* WHAT YOU ARE ASKED TO DO
All that should come back is the lines of the data below from the one containing "if names.iter().any(|n| n.eq_ignore_ascii_case(kind.name()))" to the one containing "Parameters become value", inclusive, exactly as they stand.

Saved entries:
******

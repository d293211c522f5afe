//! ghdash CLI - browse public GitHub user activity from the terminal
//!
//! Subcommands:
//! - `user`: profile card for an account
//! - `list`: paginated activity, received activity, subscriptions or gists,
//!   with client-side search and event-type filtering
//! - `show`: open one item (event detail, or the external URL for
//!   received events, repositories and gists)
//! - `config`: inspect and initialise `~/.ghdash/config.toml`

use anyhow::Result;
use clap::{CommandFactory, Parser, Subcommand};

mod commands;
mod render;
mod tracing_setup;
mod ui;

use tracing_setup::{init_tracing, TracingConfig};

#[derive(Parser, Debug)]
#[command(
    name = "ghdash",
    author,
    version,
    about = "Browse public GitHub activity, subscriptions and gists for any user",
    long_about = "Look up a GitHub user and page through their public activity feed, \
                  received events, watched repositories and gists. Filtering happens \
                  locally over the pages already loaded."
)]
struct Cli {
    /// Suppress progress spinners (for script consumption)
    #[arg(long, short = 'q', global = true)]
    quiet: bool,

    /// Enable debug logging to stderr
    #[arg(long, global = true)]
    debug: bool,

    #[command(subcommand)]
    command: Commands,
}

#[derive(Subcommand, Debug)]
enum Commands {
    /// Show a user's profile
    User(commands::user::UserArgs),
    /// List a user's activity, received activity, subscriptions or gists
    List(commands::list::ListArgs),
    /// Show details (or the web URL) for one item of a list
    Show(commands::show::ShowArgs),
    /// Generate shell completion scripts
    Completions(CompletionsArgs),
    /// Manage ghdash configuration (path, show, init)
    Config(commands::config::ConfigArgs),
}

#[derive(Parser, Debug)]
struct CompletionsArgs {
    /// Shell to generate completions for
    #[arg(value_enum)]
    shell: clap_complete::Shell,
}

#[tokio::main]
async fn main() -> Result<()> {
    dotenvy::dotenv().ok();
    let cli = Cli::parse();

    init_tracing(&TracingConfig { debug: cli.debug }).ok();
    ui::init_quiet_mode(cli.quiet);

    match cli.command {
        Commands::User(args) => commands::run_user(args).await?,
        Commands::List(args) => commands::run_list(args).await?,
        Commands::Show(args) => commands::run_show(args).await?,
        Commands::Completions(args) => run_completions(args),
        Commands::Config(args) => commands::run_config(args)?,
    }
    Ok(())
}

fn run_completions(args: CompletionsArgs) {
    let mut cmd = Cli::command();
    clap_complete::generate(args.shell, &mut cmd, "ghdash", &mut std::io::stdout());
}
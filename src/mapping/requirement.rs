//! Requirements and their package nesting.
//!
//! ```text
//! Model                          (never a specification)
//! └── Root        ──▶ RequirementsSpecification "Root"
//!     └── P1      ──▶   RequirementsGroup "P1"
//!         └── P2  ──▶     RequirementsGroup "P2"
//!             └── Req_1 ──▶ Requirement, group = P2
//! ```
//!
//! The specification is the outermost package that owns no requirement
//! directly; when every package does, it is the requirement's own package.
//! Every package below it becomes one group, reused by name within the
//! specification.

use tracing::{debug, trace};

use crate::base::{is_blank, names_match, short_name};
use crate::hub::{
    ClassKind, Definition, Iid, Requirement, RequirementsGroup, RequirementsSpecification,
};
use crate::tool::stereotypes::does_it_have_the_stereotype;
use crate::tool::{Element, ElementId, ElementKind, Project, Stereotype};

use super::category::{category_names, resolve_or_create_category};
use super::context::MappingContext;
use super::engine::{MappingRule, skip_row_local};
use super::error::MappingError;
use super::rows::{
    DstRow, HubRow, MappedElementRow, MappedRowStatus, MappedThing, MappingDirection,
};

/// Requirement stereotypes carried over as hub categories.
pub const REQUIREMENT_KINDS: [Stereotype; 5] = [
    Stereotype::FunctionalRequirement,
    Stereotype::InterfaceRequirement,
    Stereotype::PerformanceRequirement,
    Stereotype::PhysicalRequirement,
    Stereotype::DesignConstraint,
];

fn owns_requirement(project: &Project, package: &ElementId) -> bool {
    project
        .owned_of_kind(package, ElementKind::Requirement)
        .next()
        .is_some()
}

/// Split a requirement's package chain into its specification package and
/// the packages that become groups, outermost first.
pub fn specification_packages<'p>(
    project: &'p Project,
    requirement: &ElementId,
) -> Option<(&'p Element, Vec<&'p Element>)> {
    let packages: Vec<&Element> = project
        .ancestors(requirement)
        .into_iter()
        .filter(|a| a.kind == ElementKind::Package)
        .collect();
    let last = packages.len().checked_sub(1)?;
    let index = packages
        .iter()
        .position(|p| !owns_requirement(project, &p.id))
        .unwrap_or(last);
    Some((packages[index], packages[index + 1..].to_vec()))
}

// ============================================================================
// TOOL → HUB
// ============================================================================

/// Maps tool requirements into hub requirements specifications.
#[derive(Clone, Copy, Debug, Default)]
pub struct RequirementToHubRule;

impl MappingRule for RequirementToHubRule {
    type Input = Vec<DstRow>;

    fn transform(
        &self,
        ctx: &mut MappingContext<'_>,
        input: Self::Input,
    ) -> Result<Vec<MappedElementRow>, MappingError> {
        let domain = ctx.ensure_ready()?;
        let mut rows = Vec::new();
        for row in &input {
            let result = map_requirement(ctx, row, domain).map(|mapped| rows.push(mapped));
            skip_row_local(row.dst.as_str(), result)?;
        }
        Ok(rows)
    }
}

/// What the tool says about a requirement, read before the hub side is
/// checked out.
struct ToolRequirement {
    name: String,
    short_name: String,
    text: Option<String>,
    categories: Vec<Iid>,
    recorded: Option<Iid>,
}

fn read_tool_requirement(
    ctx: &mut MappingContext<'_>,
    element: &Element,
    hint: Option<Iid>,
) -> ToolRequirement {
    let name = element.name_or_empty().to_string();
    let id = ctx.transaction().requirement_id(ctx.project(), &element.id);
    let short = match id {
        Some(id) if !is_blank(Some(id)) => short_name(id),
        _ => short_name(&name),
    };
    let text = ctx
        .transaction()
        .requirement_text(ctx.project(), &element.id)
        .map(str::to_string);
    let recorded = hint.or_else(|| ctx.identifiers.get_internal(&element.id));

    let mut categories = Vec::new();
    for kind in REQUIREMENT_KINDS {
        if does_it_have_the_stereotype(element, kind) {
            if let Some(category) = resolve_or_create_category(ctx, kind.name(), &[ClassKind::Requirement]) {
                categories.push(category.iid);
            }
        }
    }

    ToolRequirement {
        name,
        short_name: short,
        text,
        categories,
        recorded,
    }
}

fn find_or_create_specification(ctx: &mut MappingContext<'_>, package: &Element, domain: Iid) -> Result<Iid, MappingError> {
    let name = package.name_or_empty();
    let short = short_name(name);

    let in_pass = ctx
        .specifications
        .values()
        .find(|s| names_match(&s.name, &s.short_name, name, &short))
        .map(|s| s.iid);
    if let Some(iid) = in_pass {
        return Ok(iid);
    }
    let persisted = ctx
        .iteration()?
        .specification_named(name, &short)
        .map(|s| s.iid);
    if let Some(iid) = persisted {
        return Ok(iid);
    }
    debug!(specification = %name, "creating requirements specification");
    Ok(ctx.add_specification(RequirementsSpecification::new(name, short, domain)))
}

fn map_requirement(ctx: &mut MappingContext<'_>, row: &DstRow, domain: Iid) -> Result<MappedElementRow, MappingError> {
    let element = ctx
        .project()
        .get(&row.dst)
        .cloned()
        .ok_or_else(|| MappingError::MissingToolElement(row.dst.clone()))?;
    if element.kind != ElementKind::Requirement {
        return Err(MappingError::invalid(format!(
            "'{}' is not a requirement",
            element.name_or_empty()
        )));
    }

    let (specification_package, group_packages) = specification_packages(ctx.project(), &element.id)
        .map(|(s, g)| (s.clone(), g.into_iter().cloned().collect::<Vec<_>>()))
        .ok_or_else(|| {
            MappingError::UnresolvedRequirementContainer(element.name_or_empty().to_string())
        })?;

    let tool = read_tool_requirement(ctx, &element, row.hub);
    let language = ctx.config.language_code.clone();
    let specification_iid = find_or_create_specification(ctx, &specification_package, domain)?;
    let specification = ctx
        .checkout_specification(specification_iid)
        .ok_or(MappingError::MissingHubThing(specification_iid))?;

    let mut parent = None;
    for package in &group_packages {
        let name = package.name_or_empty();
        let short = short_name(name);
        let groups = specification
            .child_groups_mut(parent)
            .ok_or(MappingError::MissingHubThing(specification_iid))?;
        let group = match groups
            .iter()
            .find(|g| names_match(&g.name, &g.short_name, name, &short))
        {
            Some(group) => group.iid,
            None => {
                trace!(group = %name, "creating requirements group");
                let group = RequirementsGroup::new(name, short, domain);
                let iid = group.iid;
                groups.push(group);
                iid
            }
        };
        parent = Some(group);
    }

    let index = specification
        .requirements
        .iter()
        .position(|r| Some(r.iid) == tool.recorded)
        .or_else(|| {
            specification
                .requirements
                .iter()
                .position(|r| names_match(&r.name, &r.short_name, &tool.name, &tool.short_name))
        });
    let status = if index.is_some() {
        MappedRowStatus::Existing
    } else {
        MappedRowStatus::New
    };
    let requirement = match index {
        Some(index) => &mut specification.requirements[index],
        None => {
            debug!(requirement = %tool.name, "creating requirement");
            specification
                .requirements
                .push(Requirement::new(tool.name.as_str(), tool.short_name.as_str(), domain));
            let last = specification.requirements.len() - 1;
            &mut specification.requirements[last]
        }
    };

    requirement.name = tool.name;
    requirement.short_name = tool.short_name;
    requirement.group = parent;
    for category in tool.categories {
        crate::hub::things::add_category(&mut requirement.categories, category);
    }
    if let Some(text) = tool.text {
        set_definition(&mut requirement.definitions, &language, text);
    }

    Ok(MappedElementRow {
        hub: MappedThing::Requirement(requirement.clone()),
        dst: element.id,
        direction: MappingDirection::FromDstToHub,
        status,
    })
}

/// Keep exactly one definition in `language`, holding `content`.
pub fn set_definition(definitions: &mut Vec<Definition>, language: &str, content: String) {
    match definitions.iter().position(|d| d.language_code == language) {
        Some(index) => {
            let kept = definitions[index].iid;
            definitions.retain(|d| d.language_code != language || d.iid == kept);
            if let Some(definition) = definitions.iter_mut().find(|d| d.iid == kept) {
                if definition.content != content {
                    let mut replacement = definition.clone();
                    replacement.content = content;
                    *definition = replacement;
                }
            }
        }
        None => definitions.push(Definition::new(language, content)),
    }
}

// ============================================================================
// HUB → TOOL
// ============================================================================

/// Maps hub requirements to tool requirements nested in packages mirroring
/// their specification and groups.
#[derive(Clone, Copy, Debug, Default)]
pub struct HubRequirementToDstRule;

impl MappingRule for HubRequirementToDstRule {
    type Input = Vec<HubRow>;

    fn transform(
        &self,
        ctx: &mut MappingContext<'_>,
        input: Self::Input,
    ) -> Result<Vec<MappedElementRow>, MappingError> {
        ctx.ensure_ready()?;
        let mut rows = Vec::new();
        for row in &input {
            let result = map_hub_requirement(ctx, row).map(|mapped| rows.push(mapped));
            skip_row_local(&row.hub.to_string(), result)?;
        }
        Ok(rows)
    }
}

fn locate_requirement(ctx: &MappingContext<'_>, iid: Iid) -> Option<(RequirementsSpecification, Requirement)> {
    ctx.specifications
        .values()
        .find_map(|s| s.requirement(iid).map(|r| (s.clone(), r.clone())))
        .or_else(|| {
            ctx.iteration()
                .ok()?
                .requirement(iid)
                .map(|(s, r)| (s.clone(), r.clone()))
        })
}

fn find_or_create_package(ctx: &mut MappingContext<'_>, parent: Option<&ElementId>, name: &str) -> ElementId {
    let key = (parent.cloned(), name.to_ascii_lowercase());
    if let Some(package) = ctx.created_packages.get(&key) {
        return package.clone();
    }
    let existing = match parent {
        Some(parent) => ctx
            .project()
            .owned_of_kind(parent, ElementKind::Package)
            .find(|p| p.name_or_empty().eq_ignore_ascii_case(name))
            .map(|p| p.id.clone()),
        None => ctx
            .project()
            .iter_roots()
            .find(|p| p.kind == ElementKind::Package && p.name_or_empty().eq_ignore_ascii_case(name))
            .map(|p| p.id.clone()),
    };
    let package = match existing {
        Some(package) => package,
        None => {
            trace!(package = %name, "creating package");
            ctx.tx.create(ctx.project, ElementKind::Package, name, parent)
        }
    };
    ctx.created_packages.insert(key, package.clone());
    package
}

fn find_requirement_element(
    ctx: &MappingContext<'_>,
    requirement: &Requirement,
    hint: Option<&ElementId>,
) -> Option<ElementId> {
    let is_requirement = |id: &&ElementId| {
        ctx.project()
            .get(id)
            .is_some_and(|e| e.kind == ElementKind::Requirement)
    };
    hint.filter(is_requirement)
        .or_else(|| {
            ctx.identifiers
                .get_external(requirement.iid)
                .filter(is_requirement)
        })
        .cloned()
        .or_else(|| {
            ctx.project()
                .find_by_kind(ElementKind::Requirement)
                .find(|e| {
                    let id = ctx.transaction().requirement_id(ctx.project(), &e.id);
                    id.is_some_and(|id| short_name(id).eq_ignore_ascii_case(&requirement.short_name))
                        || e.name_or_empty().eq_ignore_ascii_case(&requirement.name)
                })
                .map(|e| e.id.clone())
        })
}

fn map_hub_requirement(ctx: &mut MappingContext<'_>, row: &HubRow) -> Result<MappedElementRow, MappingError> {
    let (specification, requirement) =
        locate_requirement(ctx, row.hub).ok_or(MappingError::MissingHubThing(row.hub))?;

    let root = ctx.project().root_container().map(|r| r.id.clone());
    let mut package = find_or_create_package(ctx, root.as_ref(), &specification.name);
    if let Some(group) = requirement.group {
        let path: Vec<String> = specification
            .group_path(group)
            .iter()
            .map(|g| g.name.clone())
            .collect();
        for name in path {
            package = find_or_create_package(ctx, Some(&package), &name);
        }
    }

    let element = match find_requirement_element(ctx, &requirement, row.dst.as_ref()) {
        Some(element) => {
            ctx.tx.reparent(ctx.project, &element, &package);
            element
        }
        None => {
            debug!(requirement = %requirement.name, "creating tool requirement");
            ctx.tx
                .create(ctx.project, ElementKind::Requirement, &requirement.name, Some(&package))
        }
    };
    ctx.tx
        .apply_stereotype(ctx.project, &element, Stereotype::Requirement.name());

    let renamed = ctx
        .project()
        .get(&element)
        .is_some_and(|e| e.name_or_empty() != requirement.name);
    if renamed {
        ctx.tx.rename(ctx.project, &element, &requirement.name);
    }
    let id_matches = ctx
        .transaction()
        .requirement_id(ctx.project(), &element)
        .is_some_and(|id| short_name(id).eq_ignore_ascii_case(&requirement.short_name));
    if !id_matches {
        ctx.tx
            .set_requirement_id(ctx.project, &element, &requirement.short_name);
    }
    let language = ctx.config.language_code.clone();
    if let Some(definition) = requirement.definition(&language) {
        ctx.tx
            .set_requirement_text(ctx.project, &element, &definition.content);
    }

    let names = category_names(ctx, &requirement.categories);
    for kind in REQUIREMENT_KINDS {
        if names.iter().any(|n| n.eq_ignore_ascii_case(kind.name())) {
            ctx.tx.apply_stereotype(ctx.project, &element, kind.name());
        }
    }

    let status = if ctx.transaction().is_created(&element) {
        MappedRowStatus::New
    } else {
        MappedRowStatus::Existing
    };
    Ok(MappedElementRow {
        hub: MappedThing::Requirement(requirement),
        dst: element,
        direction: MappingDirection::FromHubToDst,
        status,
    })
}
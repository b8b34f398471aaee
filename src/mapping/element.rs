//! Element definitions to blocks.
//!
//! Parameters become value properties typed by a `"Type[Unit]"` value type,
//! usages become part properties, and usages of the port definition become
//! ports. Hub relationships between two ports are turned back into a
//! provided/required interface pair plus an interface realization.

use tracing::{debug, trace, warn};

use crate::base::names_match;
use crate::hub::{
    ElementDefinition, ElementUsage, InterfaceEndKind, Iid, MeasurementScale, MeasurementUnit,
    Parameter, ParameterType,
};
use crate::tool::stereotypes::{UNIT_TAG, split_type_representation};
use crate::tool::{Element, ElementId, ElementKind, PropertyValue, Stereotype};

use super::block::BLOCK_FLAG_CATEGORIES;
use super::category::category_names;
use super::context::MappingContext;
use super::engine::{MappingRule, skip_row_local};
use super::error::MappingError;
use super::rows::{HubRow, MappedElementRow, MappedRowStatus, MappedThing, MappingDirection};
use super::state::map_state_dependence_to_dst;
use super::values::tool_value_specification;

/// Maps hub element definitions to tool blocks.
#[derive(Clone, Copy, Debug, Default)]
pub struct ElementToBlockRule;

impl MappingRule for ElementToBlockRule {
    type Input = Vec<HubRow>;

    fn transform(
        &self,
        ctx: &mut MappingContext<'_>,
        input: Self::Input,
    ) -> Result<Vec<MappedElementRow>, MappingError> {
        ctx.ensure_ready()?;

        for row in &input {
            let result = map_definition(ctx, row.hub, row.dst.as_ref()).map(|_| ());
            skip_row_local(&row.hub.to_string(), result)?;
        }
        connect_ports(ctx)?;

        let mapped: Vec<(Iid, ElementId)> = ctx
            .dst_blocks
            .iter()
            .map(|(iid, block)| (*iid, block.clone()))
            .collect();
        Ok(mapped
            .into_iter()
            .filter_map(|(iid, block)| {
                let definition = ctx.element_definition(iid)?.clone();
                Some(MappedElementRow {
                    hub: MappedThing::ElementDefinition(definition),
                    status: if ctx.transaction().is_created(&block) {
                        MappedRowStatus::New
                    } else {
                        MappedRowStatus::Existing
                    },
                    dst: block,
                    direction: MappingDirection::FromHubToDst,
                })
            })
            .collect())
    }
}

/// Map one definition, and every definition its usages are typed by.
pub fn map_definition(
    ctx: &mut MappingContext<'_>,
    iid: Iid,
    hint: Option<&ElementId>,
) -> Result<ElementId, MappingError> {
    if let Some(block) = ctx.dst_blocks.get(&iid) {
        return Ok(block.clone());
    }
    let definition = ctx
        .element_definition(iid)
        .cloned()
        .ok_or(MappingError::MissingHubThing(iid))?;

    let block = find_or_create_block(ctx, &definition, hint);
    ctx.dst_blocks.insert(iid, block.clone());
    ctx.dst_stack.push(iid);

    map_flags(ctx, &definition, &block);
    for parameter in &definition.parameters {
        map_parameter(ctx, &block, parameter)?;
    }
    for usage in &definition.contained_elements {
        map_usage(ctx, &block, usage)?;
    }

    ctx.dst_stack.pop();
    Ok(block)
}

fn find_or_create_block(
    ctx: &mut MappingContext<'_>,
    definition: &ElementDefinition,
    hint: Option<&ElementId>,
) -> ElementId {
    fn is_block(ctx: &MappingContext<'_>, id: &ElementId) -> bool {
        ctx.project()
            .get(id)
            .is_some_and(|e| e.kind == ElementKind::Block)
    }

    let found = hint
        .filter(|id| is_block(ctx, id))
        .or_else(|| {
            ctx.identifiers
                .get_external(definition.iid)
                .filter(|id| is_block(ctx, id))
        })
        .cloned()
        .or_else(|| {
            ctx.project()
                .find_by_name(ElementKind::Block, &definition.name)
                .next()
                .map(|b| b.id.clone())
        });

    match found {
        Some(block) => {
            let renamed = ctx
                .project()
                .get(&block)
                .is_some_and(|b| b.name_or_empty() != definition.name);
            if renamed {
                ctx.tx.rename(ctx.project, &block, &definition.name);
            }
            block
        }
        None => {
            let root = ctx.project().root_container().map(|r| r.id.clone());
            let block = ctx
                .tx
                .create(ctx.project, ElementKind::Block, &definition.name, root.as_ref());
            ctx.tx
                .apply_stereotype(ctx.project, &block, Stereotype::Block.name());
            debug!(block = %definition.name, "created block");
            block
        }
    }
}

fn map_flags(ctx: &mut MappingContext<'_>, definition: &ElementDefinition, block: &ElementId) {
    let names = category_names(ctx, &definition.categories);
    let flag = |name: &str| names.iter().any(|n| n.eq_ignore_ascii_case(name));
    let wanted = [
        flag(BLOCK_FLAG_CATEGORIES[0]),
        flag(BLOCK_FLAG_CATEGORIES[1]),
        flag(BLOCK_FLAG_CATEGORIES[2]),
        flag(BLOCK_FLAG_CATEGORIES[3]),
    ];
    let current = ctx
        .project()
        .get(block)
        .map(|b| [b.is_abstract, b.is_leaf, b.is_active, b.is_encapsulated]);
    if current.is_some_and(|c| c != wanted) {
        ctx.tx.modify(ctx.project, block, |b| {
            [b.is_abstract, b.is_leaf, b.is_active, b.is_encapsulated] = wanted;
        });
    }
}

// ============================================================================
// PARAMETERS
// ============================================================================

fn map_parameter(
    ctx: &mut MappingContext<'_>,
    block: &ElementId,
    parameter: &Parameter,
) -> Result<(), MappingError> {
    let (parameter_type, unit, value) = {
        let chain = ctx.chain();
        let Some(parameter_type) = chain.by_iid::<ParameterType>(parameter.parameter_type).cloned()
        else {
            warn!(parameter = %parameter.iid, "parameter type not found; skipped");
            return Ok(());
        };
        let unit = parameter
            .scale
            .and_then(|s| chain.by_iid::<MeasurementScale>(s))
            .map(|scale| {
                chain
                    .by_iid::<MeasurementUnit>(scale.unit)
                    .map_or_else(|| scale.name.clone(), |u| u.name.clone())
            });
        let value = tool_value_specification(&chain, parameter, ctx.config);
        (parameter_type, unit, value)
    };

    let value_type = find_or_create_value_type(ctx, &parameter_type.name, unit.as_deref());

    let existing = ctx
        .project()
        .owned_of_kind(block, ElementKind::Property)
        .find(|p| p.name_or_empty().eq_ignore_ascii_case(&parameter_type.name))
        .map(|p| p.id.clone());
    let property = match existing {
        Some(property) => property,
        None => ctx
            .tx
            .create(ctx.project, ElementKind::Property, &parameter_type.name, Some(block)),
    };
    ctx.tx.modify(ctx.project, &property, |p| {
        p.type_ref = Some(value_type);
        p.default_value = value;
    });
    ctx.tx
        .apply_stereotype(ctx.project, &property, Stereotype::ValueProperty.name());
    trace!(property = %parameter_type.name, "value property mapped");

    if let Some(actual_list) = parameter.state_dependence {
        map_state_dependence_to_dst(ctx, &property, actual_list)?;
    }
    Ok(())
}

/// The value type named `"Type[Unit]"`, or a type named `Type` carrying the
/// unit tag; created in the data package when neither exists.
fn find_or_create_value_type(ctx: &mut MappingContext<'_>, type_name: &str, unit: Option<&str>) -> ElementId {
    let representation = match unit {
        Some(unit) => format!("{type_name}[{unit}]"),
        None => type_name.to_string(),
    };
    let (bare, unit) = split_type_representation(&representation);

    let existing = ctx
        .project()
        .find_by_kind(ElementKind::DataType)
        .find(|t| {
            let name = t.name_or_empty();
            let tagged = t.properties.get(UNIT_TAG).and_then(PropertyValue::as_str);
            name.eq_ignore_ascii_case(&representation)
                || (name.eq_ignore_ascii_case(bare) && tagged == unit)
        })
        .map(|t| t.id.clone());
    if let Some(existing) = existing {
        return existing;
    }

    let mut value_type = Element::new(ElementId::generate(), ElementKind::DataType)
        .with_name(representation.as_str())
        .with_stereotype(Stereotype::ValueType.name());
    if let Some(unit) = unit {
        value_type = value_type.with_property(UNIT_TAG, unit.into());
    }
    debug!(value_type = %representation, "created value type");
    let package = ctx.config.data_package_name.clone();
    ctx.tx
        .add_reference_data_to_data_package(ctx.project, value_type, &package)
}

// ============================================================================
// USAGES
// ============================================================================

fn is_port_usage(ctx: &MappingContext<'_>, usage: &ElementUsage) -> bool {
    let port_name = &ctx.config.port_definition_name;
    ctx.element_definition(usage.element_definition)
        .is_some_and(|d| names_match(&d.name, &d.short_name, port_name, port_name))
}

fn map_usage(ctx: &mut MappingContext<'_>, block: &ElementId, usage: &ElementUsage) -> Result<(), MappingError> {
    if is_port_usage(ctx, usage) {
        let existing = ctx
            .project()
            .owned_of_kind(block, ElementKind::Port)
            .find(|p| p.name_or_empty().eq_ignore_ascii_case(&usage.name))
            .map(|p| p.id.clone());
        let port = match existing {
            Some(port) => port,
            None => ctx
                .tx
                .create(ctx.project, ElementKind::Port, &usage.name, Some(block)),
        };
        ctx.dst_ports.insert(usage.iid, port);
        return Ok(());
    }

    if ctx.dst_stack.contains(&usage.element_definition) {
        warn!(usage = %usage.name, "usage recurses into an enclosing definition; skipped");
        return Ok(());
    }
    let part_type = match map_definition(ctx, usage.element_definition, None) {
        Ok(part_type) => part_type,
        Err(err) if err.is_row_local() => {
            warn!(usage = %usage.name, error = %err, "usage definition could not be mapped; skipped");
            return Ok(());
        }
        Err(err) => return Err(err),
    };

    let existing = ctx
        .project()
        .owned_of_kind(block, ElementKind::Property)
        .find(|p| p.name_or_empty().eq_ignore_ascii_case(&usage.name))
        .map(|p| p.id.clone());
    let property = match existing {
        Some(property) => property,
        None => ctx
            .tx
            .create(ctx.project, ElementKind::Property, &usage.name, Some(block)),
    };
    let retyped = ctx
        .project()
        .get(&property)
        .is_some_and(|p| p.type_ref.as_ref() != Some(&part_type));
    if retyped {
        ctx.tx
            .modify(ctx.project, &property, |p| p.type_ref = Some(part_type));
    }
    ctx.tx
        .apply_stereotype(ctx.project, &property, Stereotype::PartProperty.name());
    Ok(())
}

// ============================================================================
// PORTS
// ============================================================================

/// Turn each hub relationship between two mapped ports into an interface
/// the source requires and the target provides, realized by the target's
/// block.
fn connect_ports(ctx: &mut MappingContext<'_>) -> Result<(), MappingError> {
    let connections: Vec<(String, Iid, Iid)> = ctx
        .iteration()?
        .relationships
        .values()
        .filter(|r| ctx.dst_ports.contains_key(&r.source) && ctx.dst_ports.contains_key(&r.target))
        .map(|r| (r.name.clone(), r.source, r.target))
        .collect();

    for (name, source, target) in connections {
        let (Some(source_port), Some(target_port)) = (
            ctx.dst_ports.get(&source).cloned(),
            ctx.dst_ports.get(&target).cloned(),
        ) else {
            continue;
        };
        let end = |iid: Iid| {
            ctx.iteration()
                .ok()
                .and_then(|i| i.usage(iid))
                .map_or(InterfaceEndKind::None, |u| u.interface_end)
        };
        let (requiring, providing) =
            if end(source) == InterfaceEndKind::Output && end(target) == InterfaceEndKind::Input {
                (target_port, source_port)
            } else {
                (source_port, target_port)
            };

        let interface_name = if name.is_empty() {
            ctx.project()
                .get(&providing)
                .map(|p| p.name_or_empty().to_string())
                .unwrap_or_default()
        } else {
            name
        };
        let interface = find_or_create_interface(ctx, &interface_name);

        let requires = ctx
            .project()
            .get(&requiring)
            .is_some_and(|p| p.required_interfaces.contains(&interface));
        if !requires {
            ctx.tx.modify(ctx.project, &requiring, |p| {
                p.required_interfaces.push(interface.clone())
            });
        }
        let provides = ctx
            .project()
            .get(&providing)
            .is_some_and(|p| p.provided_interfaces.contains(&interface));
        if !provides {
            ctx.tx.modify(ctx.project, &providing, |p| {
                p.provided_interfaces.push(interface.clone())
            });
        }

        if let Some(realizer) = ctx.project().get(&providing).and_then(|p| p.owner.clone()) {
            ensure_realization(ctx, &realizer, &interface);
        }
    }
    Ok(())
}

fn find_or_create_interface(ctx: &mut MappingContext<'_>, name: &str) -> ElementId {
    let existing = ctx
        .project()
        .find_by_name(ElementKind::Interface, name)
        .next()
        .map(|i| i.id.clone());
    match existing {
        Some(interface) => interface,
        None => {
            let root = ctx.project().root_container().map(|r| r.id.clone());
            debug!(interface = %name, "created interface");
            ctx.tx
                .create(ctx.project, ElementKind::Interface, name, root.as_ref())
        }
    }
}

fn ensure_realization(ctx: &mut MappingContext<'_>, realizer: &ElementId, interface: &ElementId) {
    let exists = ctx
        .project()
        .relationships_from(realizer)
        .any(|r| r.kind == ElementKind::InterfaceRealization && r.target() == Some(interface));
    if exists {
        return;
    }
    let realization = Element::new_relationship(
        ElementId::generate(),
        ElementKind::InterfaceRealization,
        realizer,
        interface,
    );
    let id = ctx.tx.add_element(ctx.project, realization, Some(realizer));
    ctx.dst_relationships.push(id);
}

******

* SOLUTION FOR THIS EXERCISE
        if names.iter().any(|n| n.eq_ignore_ascii_case(kind.name())) {
            ctx.tx.apply_stereotype(ctx.project, &element, kind.name());
        }
    }

    let status = if ctx.transaction().is_created(&element) {
        MappedRowStatus::New
    } else {
        MappedRowStatus::Existing
    };
    Ok(MappedElementRow {
        hub: MappedThing::Requirement(requirement),
        dst: element,
        direction: MappingDirection::FromHubToDst,
        status,
    })
}
repository b8b34f398471aaee
filename src/mapping/element.rs
//! Element definitions to blocks.
//!
//! Parameters become value properties typed by a `"Type[Unit]"` value type,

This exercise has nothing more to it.